A vintage style purple themed layout of coding pictures. Text reads: magic methods.
magic methods - taylor swift folklore aesthetic and vibe

So what are magic methods?

Magic methods are "special methods describing how certain objects should behave."

They are "dunder methods" (sounds like something out of a fantasy novel?) like __init__, __repr__ and __lt__. I came across these when I was first learning Python/Django for my job interview.

These methods apparently indicate that these methods "shouldn't be called directly by the programmer, they are normally called by the interpreter itself." Source: https://blog.cambridgespark.com/magic-methods-a8d93dc55012

There is a thing called __new__ that comes before the __init__ method, but we are not going into this today.

I am not going to be going too much into __str__ and __repr__ today which are the two main methods for representing your classes because I have this task that I have been given and I want to focus on it so much.

Comparison methods

I wonder if comparison methods are my solution? Actually I know that I need the __lt__ method - I just don't know how to use it yet - is this a comparison method?

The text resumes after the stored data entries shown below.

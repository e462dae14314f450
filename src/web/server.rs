use crate::error::{Error, Result};
use crate::services::{AiService, MarketService};
use crate::web::handlers::{self, AskRequest, ChartParams, ListParams, NewsParams};
use log::info;
use std::convert::Infallible;
use std::net::SocketAddr;
use std::sync::Arc;
use warp::{Filter, Rejection, Reply};

pub struct WebServer {
    market: Arc<MarketService>,
    ai: Arc<AiService>,
    allowed_origins: Vec<String>,
}

fn with_market(
    market: Arc<MarketService>,
) -> impl Filter<Extract = (Arc<MarketService>,), Error = Infallible> + Clone {
    warp::any().map(move || market.clone())
}

fn with_ai(ai: Arc<AiService>) -> impl Filter<Extract = (Arc<AiService>,), Error = Infallible> + Clone {
    warp::any().map(move || ai.clone())
}

impl WebServer {
    pub fn new(market: Arc<MarketService>, ai: Arc<AiService>, allowed_origins: Vec<String>) -> Self {
        Self {
            market,
            ai,
            allowed_origins,
        }
    }

    pub fn routes(&self) -> impl Filter<Extract = (impl Reply,), Error = Rejection> + Clone {
        let market = self.market.clone();
        let ai = self.ai.clone();

        let root = warp::path::end().and(warp::get()).and_then(handlers::root);
        let health = warp::path!("health").and(warp::get()).and_then(handlers::health);

        let market_data = warp::path!("api" / "finance" / "market-data")
            .and(warp::get())
            .and(with_market(market.clone()))
            .and_then(handlers::market_data);

        let crypto_chart = warp::path!("api" / "finance" / "crypto" / "chart" / String)
            .and(warp::get())
            .and(warp::query::<ChartParams>())
            .and(with_market(market.clone()))
            .and_then(handlers::crypto_chart);

        let bitcoin_price = warp::path!("api" / "finance" / "bitcoin" / "price")
            .and(warp::get())
            .and(with_market(market.clone()))
            .and_then(handlers::bitcoin_price);

        let economic = warp::path!("api" / "finance" / "economic" / String)
            .and(warp::get())
            .and(with_market(market.clone()))
            .and_then(handlers::economic_series);

        // the literal "list" route must come before the symbol capture
        let crypto_list = warp::path!("api" / "crypto" / "list")
            .and(warp::get())
            .and(warp::query::<ListParams>())
            .and(with_market(market.clone()))
            .and_then(handlers::crypto_list);

        let crypto_by_symbol = warp::path!("api" / "crypto" / String)
            .and(warp::get())
            .and(with_market(market.clone()))
            .and_then(handlers::crypto_by_symbol);

        let stocks_list = warp::path!("api" / "stocks" / "list")
            .and(warp::get())
            .and(with_market(market.clone()))
            .and_then(handlers::stocks_list);

        let stock_by_symbol = warp::path!("api" / "stocks" / String)
            .and(warp::get())
            .and(with_market(market))
            .and_then(handlers::stock_by_symbol);

        let ask = warp::path!("api" / "ai" / "ask")
            .and(warp::post())
            .and(warp::body::content_length_limit(16 * 1024))
            .and(warp::body::json::<AskRequest>())
            .and(with_ai(ai.clone()))
            .and_then(handlers::ask);

        let news = warp::path!("api" / "ai" / "news")
            .and(warp::get())
            .and(warp::query::<NewsParams>())
            .and(with_ai(ai))
            .and_then(handlers::news);

        let cors = warp::cors()
            .allow_origins(self.allowed_origins.iter().map(|s| s.as_str()))
            .allow_methods(vec!["GET", "POST", "OPTIONS"])
            .allow_headers(vec!["content-type"]);

        root.or(health)
            .or(market_data)
            .or(crypto_chart)
            .or(bitcoin_price)
            .or(economic)
            .or(crypto_list)
            .or(crypto_by_symbol)
            .or(stocks_list)
            .or(stock_by_symbol)
            .or(ask)
            .or(news)
            .with(cors)
            .with(warp::log("finance_gateway::web"))
    }

    pub async fn run(&self, host: &str, port: u16) -> Result<()> {
        let addr: SocketAddr = format!("{}:{}", host, port)
            .parse()
            .map_err(|e| Error::ConfigError(format!("Invalid listen address: {}", e)))?;

        info!("Starting web server on {}", addr);
        warp::serve(self.routes()).run(addr).await;
        Ok(())
    }
}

For context this is the class that I built today - so embarrassing - but it'll illustrate it at least. The Susanna can change on any given day - she can be programming in a different language, have a new favourite colour, and have a different amount of apples with her at work (I love fruits).

class Susanna:

def __init__(self, language: str, color: str, apples: int) -> None:
self.language = language
self.color = color
self.apples = apples
def __repr__ (self) -> str:
return f"Susanna id={id(self)}"

def __str__ (self) -> str:
return f"Today the Susanna is programming in {self.language},
likes the color {self.color}, and has {self.apples} apples with her
today. p.s. BANANA"

The task I have is to make sure that if I create two instances of the Susanna class, I can compare them by the number of apples.

So how do I do this - how?!

I was right! __lt__ is a comparison method. It defines the behaviour of the less-than > operator. But how do I use this then please - how???!

I got this far and then I realised I hadn't actually understood the assignment properly.

Was I meant to actually use the __lt__ method? Isn't it a magic method? What is it that it is actually trying to achieve?

THIS HAS WORKED

My code is an absolute shambles - I had to to it all again because my IDE deletes things when I click out - I need to use a better one.

But here we go - it worked. Based on the IDs, it looks like it returned the list in the opposite order than we wrote it in and that is what we wanted it to be - we wanted it to be in ascending order - I think. !!!


I'm not sure if this works for sure but I will check with my mentor tomorrow - thank you so so so much for reading.